肿瘤内单一化的数据类型分析套路早已被人熟知，所以本文的研究人员巧妙的将传统的bulk RNA-seq数据与目前比较热门的单细胞数据分析相结合。通过简单的差异分析在bulk RNA-seq中鉴定出标记基因再用于scRNA-seq数据中的分析，最后再回归到bulk RNA-seq的cox分析以构建预测模型并加以验证。通读全文我们不难发现，这篇文章的整体思路和分析方法并不难，而且数据也都来源于公共数据，也没有湿实验的验证。
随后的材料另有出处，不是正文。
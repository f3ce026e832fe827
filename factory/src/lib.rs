//! Builders for correctly signed blocks on top of interop states.
//!
//! Proposers, attesters and exiting validators sign with the interop keys, so every signature
//! produced here verifies unless it is deliberately broken.

use std::sync::Arc;

use anyhow::Result;
use bls::{Signature, SignatureBytes};
use helper_functions::{
    accessors,
    context::StateContext,
    misc,
    signing::{RandaoEpoch, SignForState as _},
};
use itertools::Itertools as _;
use transition_functions::StateRootPolicy;
use types::{
    config::Config,
    phase0::{
        containers::{
            Attestation, AttestationData, BeaconBlock, BeaconBlockBody, Checkpoint,
            SignedBeaconBlock, SignedVoluntaryExit, VoluntaryExit,
        },
        primitives::{Slot, ValidatorIndex, H256},
    },
    traits::HashTreeRoot as _,
};

pub type BlockWithState = (Arc<SignedBeaconBlock>, StateContext);

pub fn genesis(config: &Config, validator_count: u64) -> Result<StateContext> {
    StateContext::new(config, interop::quick_start_beacon_state(config, validator_count)?)
}

pub fn empty_block(config: &Config, parent: &StateContext, slot: Slot) -> Result<BlockWithState> {
    block(config, parent, slot, |_| Ok(BeaconBlockBody::default()))
}

/// A block containing an attestation to the previous slot by every active validator.
pub fn block_with_attestation(
    config: &Config,
    parent: &StateContext,
    slot: Slot,
) -> Result<BlockWithState> {
    block(config, parent, slot, |pre_state| {
        Ok(BeaconBlockBody {
            attestations: vec![full_attestation(config, pre_state, slot.saturating_sub(1))?],
            ..BeaconBlockBody::default()
        })
    })
}

pub fn block_with_voluntary_exit(
    config: &Config,
    parent: &StateContext,
    slot: Slot,
    validator_index: ValidatorIndex,
) -> Result<BlockWithState> {
    block(config, parent, slot, |pre_state| {
        let message = VoluntaryExit {
            epoch: accessors::get_current_epoch(config, pre_state.state()),
            validator_index,
        };

        let secret_key = interop::secret_key(validator_index);

        let signed_exit = SignedVoluntaryExit {
            message,
            signature: message.sign(config, pre_state.state(), &secret_key).into(),
        };

        Ok(BeaconBlockBody {
            voluntary_exits: vec![signed_exit],
            ..BeaconBlockBody::default()
        })
    })
}

/// Blocks at `slots` each building on the one before it, starting from `parent`.
///
/// With `attest` set, every block after genesis carries a full attestation to the slot before it.
pub fn chain(
    config: &Config,
    parent: &StateContext,
    slots: impl IntoIterator<Item = Slot>,
    attest: bool,
) -> Result<(Vec<Arc<SignedBeaconBlock>>, StateContext)> {
    let mut blocks = vec![];
    let mut state = parent.clone();

    for slot in slots {
        let (block, post_state) = if attest && slot > 0 {
            block_with_attestation(config, &state, slot)?
        } else {
            empty_block(config, &state, slot)?
        };

        blocks.push(block);
        state = post_state;
    }

    Ok((blocks, state))
}

/// A copy of `block` whose proposer signature is well-formed but signs a different message.
#[must_use]
pub fn with_invalid_signature(block: &SignedBeaconBlock) -> Arc<SignedBeaconBlock> {
    let signature = interop::secret_key(0).sign(H256::repeat_byte(0xff)).into();

    Arc::new(SignedBeaconBlock {
        message: block.message.clone(),
        signature,
    })
}

/// Attestation to `data_slot` by every validator active in its epoch.
///
/// `state` must be past `data_slot` and in the same or the next epoch.
pub fn full_attestation(config: &Config, state: &StateContext, data_slot: Slot) -> Result<Attestation> {
    let state = state.state();
    let target_epoch = misc::compute_epoch_at_slot(config, data_slot);

    let source = if target_epoch == accessors::get_current_epoch(config, state) {
        state.current_justified_checkpoint
    } else {
        state.previous_justified_checkpoint
    };

    let data = AttestationData {
        slot: data_slot,
        beacon_block_root: accessors::get_block_root_at_slot(config, state, data_slot)?,
        source,
        target: Checkpoint::new(
            target_epoch,
            accessors::get_block_root(config, state, target_epoch)?,
        ),
    };

    let attesting_indices = accessors::get_active_validator_indices(state, target_epoch);

    let signatures = attesting_indices
        .iter()
        .map(|index| data.sign(config, state, &interop::secret_key(*index)))
        .collect_vec();

    Ok(Attestation {
        attesting_indices,
        data,
        signature: Signature::aggregate(&signatures)?.into(),
    })
}

fn block(
    config: &Config,
    parent: &StateContext,
    slot: Slot,
    body: impl FnOnce(&StateContext) -> Result<BeaconBlockBody>,
) -> Result<BlockWithState> {
    let pre_state = transition_functions::process_slots(config, parent, slot)?;
    let proposer_index = pre_state.epoch_context().proposer_index(slot)?;
    let secret_key = interop::secret_key(proposer_index);
    let epoch = misc::compute_epoch_at_slot(config, slot);

    let mut body = body(&pre_state)?;

    body.randao_reveal = RandaoEpoch::from(epoch)
        .sign(config, pre_state.state(), &secret_key)
        .into();

    let mut message = BeaconBlock {
        slot,
        proposer_index,
        parent_root: pre_state.state().latest_block_header.hash_tree_root(),
        state_root: H256::zero(),
        body,
    };

    let unsigned_block = SignedBeaconBlock {
        message: message.clone(),
        signature: SignatureBytes::empty(),
    };

    let post_state = transition_functions::state_transition(
        config,
        &pre_state,
        &unsigned_block,
        StateRootPolicy::Trust,
    )?;

    message.state_root = post_state.state_root();

    let signature = message.sign(config, pre_state.state(), &secret_key).into();
    let block = Arc::new(SignedBeaconBlock { message, signature });

    Ok((block, post_state))
}
use fixed_hash::construct_fixed_hash;

use crate::public_key::PublicKey;

construct_fixed_hash! {
    pub struct PublicKeyBytes(48);
}

impl From<PublicKey> for PublicKeyBytes {
    #[inline]
    fn from(public_key: PublicKey) -> Self {
        Self(public_key.as_raw().compress())
    }
}
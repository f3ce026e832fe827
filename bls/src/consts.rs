/// <https://github.com/ethereum/consensus-specs/blob/v1.3.0/specs/phase0/beacon-chain.md#bls-signatures>
pub const DOMAIN_SEPARATION_TAG: &[u8] = b"BLS_SIG_BLS12381G2_XMD:SHA-256_SSWU_RO_POP_";
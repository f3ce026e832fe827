use blst::min_pk::{AggregatePublicKey as RawAggregatePublicKey, PublicKey as RawPublicKey};
use derive_more::From;

use crate::{error::Error, public_key_bytes::PublicKeyBytes};

#[derive(Clone, Copy, PartialEq, Eq, Default, Debug, From)]
pub struct PublicKey(RawPublicKey);

impl TryFrom<PublicKeyBytes> for PublicKey {
    type Error = Error;

    #[inline]
    fn try_from(bytes: PublicKeyBytes) -> Result<Self, Self::Error> {
        let raw =
            RawPublicKey::uncompress(bytes.as_bytes()).map_err(|_| Error::InvalidPublicKey)?;

        // Rejects the identity point and points outside the subgroup.
        raw.validate().map_err(|_| Error::InvalidPublicKey)?;

        Ok(Self(raw))
    }
}

impl PublicKey {
    pub fn aggregate_nonempty<'keys>(
        public_keys: impl IntoIterator<Item = &'keys Self>,
    ) -> Result<Self, Error> {
        let raw_keys = public_keys
            .into_iter()
            .map(Self::as_raw)
            .collect::<Vec<_>>();

        if raw_keys.is_empty() {
            return Err(Error::NoPublicKeysToAggregate);
        }

        RawAggregatePublicKey::aggregate(raw_keys.as_slice(), false)
            .map(|aggregate| Self(aggregate.to_public_key()))
            .map_err(|_| Error::InvalidPublicKey)
    }

    #[must_use]
    pub(crate) const fn as_raw(&self) -> &RawPublicKey {
        &self.0
    }
}
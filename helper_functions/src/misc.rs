use types::{
    config::Config,
    phase0::{
        containers::SigningData,
        primitives::{Domain, DomainType, Epoch, Slot, Version, H256},
    },
    traits::HashTreeRoot,
};

#[must_use]
pub fn compute_epoch_at_slot(config: &Config, slot: Slot) -> Epoch {
    slot / config.slots_per_epoch
}

#[must_use]
pub fn compute_start_slot_at_epoch(config: &Config, epoch: Epoch) -> Slot {
    epoch.saturating_mul(config.slots_per_epoch())
}

#[must_use]
pub fn is_epoch_start(config: &Config, slot: Slot) -> bool {
    slots_since_epoch_start(config, slot) == 0
}

#[must_use]
pub fn slots_since_epoch_start(config: &Config, slot: Slot) -> u64 {
    slot % config.slots_per_epoch
}

/// The epoch at which an exit initiated in `epoch` takes effect.
#[must_use]
pub const fn compute_activation_exit_epoch(config: &Config, epoch: Epoch) -> Epoch {
    epoch + 1 + config.max_seed_lookahead
}

/// Domain type followed by the first 28 bytes of the fork data root.
#[must_use]
pub fn compute_domain(
    domain_type: DomainType,
    fork_version: Version,
    genesis_validators_root: H256,
) -> Domain {
    let fork_data_root = hashing::merkleize(&[
        fork_version.hash_tree_root(),
        genesis_validators_root,
    ]);

    let mut domain = Domain::zero();
    domain[..DomainType::len_bytes()].copy_from_slice(domain_type.as_bytes());
    domain[DomainType::len_bytes()..]
        .copy_from_slice(&fork_data_root[..Domain::len_bytes() - DomainType::len_bytes()]);
    domain
}

#[must_use]
pub fn compute_signing_root(object: &(impl HashTreeRoot + ?Sized), domain: Domain) -> H256 {
    SigningData {
        object_root: object.hash_tree_root(),
        domain,
    }
    .hash_tree_root()
}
巧妙结合多种数据，常规套路分析发文章其实也并不是那么难。

参考文献

Zou Q, Lv Y, Gan Z, Liao S, Liang Z. Identification and Validation of a Malignant Cell Subset Marker-Based Polygenic Risk Score in Stomach Adenocarcinoma Through Integrated Analysis of Bulk and Single-Cell RNA Sequencing Data. Front Cell Dev Biol. 2021 Oct 18;9:720649. doi: 10.3389/fcell.2021.720649. PMID: 34733840; PMCID: PMC8558465.